• [Task instructions]
Each line of the data below that carries the word "запись" needs to be copied.

• [Record excerpts]
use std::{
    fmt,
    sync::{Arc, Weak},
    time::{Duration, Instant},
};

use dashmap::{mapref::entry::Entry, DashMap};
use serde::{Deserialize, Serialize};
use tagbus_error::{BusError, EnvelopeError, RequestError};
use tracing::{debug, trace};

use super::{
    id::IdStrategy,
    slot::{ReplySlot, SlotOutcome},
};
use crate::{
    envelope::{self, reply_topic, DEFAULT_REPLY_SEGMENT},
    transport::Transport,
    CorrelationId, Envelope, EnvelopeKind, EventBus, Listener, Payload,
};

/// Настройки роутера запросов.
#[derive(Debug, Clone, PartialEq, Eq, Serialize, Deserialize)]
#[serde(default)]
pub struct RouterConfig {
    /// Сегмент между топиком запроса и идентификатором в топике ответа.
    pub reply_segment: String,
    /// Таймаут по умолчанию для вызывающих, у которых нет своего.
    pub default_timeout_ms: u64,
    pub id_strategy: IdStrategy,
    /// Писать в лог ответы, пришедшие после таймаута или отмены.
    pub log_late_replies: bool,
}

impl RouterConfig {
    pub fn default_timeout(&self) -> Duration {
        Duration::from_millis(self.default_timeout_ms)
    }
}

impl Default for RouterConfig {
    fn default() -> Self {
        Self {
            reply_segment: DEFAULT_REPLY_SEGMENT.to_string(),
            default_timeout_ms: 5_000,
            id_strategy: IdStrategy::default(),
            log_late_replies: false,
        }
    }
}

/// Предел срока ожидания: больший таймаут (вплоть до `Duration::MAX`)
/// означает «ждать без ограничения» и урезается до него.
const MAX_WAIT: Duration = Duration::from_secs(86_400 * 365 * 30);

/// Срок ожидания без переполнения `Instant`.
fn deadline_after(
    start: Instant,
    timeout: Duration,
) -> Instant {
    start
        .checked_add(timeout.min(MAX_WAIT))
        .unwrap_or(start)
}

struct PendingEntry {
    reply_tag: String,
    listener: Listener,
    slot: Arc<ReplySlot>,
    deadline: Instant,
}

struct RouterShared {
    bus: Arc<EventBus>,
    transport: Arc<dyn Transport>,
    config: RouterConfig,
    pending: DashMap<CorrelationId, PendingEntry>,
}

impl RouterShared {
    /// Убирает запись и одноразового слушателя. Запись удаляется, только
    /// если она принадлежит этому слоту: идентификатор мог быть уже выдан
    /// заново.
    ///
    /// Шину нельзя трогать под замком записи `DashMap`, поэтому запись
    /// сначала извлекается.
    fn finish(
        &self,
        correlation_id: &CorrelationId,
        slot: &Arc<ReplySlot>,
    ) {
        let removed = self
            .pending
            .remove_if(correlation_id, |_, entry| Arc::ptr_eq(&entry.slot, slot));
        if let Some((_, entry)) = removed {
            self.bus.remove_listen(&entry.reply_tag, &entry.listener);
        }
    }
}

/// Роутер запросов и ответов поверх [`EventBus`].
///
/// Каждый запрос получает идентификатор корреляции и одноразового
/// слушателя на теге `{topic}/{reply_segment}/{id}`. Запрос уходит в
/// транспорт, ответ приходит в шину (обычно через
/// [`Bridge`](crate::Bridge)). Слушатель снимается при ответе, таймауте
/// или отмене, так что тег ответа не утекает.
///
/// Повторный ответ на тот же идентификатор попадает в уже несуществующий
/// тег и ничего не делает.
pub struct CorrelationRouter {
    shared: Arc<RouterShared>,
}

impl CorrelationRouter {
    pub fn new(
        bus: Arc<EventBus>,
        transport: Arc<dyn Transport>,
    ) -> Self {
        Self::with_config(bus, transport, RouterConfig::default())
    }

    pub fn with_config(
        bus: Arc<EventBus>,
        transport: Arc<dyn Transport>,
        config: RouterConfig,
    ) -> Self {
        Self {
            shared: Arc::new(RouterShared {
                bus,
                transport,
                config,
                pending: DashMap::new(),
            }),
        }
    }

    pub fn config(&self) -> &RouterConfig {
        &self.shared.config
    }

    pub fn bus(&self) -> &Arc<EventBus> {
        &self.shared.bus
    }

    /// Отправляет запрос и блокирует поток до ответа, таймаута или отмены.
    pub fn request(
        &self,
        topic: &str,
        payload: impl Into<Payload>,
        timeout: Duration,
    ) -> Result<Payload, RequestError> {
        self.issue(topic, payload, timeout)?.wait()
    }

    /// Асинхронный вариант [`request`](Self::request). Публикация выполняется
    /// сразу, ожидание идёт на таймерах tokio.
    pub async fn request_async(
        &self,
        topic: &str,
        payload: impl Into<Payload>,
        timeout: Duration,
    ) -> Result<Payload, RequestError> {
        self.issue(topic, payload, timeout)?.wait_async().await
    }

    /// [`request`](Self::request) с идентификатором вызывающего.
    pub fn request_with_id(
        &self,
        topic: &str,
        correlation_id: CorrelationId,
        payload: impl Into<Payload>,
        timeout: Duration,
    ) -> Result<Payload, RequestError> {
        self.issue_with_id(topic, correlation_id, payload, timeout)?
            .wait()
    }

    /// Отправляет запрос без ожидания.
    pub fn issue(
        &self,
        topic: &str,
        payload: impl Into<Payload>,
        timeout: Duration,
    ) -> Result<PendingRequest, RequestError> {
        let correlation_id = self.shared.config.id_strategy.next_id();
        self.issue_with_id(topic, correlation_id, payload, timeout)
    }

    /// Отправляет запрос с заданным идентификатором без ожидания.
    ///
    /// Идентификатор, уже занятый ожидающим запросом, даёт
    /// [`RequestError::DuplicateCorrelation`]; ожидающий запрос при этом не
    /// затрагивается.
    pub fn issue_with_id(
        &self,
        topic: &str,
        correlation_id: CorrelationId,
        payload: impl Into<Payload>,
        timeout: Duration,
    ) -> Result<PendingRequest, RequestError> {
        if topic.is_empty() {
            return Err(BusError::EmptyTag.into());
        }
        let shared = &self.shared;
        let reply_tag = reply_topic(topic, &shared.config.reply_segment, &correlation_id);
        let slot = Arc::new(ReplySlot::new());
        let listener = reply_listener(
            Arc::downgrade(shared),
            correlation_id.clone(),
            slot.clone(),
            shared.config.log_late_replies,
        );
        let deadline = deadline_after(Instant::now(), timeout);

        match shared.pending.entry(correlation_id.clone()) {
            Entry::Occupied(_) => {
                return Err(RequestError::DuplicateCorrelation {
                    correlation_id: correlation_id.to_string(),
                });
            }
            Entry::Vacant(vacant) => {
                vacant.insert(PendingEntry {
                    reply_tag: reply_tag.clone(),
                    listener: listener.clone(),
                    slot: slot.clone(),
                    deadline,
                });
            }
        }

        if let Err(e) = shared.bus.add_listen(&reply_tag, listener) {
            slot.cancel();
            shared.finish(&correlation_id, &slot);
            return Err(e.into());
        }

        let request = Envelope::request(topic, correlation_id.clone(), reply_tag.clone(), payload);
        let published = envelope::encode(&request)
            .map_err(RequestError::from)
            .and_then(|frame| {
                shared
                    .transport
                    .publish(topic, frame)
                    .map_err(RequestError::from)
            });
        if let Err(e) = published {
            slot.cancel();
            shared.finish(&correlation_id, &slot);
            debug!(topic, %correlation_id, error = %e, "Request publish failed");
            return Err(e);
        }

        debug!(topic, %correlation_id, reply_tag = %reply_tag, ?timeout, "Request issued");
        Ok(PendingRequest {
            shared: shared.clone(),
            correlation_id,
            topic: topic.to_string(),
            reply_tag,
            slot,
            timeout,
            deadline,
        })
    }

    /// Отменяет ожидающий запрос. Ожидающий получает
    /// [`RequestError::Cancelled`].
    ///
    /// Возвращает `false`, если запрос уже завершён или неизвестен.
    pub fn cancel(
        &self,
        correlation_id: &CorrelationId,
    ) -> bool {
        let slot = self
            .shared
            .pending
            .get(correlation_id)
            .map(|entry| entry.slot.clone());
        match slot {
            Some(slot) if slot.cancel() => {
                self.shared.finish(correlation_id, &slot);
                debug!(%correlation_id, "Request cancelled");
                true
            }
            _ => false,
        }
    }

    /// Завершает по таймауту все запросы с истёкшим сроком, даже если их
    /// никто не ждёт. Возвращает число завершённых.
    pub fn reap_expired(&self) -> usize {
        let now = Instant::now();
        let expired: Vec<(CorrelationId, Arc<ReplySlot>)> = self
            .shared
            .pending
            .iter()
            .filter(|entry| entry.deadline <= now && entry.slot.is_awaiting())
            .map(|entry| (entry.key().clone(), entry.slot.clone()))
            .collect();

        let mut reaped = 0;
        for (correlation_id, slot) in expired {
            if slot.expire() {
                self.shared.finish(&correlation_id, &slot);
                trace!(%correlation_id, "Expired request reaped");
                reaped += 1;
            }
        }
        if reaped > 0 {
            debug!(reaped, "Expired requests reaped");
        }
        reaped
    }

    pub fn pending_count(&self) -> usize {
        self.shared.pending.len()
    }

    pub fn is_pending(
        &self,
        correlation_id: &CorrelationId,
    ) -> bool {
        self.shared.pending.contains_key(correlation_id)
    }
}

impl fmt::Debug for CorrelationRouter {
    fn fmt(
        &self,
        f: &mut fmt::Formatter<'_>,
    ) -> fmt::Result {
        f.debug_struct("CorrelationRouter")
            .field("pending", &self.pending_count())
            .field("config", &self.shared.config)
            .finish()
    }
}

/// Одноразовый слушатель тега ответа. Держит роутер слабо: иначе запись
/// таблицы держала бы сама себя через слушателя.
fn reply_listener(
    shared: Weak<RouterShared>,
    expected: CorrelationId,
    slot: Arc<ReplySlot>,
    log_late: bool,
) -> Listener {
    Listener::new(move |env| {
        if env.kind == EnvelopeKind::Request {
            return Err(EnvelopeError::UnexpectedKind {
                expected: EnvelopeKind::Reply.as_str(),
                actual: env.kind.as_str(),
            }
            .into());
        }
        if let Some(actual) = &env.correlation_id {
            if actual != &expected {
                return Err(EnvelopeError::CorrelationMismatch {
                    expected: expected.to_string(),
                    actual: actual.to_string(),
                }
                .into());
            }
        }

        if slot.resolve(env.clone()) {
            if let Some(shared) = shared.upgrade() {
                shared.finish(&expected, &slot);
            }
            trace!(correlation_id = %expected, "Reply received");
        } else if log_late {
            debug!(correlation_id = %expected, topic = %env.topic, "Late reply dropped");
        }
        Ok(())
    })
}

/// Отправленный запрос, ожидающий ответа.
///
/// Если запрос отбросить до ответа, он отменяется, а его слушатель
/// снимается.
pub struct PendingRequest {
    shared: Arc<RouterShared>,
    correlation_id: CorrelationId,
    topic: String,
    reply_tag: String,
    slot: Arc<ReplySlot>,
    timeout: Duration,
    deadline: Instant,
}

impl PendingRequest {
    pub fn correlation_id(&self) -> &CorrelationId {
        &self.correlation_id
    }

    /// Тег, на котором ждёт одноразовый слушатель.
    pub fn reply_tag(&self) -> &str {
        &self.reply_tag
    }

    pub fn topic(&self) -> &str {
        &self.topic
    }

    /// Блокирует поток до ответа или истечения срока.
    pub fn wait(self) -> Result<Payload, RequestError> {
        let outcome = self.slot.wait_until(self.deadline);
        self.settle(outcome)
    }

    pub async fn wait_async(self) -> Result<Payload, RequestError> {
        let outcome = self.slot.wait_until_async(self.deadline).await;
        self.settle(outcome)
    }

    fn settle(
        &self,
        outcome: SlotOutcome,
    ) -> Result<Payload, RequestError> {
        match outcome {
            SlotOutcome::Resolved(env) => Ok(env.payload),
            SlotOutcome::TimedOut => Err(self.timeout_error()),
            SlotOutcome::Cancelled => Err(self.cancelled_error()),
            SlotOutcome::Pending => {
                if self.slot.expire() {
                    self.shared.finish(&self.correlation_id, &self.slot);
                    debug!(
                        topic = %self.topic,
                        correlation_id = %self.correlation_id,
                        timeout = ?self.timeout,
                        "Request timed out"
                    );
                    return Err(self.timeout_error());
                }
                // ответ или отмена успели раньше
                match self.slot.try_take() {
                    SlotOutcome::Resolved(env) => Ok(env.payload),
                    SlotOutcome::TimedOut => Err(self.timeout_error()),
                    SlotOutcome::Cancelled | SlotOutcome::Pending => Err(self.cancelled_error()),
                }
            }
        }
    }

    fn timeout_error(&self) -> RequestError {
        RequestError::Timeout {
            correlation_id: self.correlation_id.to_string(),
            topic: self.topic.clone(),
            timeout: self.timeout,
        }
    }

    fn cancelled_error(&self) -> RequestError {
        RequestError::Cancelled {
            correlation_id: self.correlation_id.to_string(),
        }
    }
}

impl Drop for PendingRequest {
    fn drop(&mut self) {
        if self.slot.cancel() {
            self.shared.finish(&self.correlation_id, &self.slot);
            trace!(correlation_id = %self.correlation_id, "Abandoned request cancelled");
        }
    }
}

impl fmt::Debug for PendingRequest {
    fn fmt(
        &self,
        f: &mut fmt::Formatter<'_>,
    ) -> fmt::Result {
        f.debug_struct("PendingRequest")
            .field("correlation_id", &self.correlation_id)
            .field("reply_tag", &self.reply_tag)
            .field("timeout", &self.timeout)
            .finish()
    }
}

• [Output of the task]
    /// Убирает запись и одноразового слушателя. Запись удаляется, только
    /// Шину нельзя трогать под замком записи `DashMap`, поэтому запись
/// Одноразовый слушатель тега ответа. Держит роутер слабо: иначе запись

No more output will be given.